John Nelson
Postdoctoral Fellow
- School of Public Policy
Courses
- PUBP-6010: Ethic,Epistem&Public Pol
Publications
Working Papers
- Applications and Societal Implications of Artificial Intelligence in Manufacturing: A Systematic Review
In: arXiv
Date: July 2023
This paper undertakes a systematic review of relevant extant literature to consider the potential societal implications of the growth of AI in manufacturing. We analyze the extensive range of AI applications in this domain, such as interfirm logistics coordination, firm procurement management, predictive maintenance, and shop-floor monitoring and control of processes, machinery, and workers. Additionally, we explore the uncertain societal implications of industrial AI, including its impact on the workforce, job upskilling and deskilling, cybersecurity vulnerability, and environmental consequences.

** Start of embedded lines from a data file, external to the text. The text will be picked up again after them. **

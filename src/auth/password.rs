//! Password strength checks and bcrypt hashing.

use std::fmt::Display;

use bcrypt::{hash, verify};
use serde::{Deserialize, Serialize};
use zxcvbn::{Score, feedback::Feedback, zxcvbn};

use crate::Error;

/// A plain-text password that passed the strength check but is not hashed yet.
#[derive(Debug, Clone, PartialEq)]
pub struct ValidatedPassword(String);

impl ValidatedPassword {
    /// Check the strength of `raw_password`.
    ///
    /// `user_inputs` are strings the password should not be built from, such
    /// as the username and email address.
    ///
    /// # Errors
    ///
    /// Returns [Error::TooWeak] with zxcvbn's feedback if the password scores below three.
    pub fn new(raw_password: &str, user_inputs: &[&str]) -> Result<Self, Error> {
        let analysis = zxcvbn(raw_password, user_inputs);

        match analysis.score() {
            Score::Three | Score::Four => Ok(Self(raw_password.to_owned())),
            _ => {
                let feedback = analysis
                    .feedback()
                    .map(Feedback::to_string)
                    .unwrap_or_else(|| "choose a longer, less common password".to_owned());

                Err(Error::TooWeak(feedback))
            }
        }
    }

    /// Wrap `raw_password` without checking its strength.
    ///
    /// Only for passwords that were checked elsewhere, e.g. in tests.
    pub fn new_unchecked(raw_password: &str) -> Self {
        Self(raw_password.to_owned())
    }
}

impl Display for ValidatedPassword {
    fn fmt(&self, f: &mut std::fmt::Formatter<'_>) -> std::fmt::Result {
        f.write_str("********")
    }
}

/// A salted bcrypt hash of a password, as stored in the user table.
#[derive(Debug, Clone, PartialEq, Serialize, Deserialize)]
pub struct PasswordHash(String);

impl PasswordHash {
    /// The recommended bcrypt cost.
    pub const DEFAULT_COST: u32 = bcrypt::DEFAULT_COST;

    /// Hash `password` with bcrypt using `cost` rounds.
    ///
    /// # Errors
    ///
    /// Returns [Error::HashingError] if bcrypt fails, e.g. for a cost outside 4..=31.
    pub fn new(password: ValidatedPassword, cost: u32) -> Result<Self, Error> {
        hash(&password.0, cost)
            .map(Self)
            .map_err(|error| Error::HashingError(error.to_string()))
    }

    /// Wrap a hash loaded from the database.
    pub fn new_unchecked(raw_password_hash: &str) -> Self {
        Self(raw_password_hash.to_owned())
    }

    /// Check whether `raw_password` matches this hash.
    ///
    /// # Errors
    ///
    /// Returns [Error::HashingError] if the stored hash is malformed.
    pub fn verify(&self, raw_password: &str) -> Result<bool, Error> {
        verify(raw_password, &self.0).map_err(|error| Error::HashingError(error.to_string()))
    }
}

impl AsRef<str> for PasswordHash {
    fn as_ref(&self) -> &str {
        &self.0
    }
}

After building a typology of AI applications in manufacturing, we highlight the diverse possibilities for AI's implementation at different scales and application types. We discuss the importance of considering AI's implications both for individual firms and for society at large, encompassing economic prosperity, equity, environmental health, and community safety and security. The study finds that there is a predominantly optimistic outlook in prior literature regarding AI's impact on firms, but that there is substantial debate and contention about adverse effects and the nature of AI's societal implications. The paper draws analogies to historical cases and other examples to provide a contextual perspective on potential societal effects of industrial AI. Ultimately, beneficial integration of AI in manufacturing will depend on the choices and priorities of various stakeholders, including firms and their managers and owners, technology developers, civil society organizations, and governments. A broad and balanced awareness of opportunities and risks among stakeholders is vital not only for successful and safe technical implementation but also to construct a socially beneficial and sustainable future for manufacturing in the age of AI.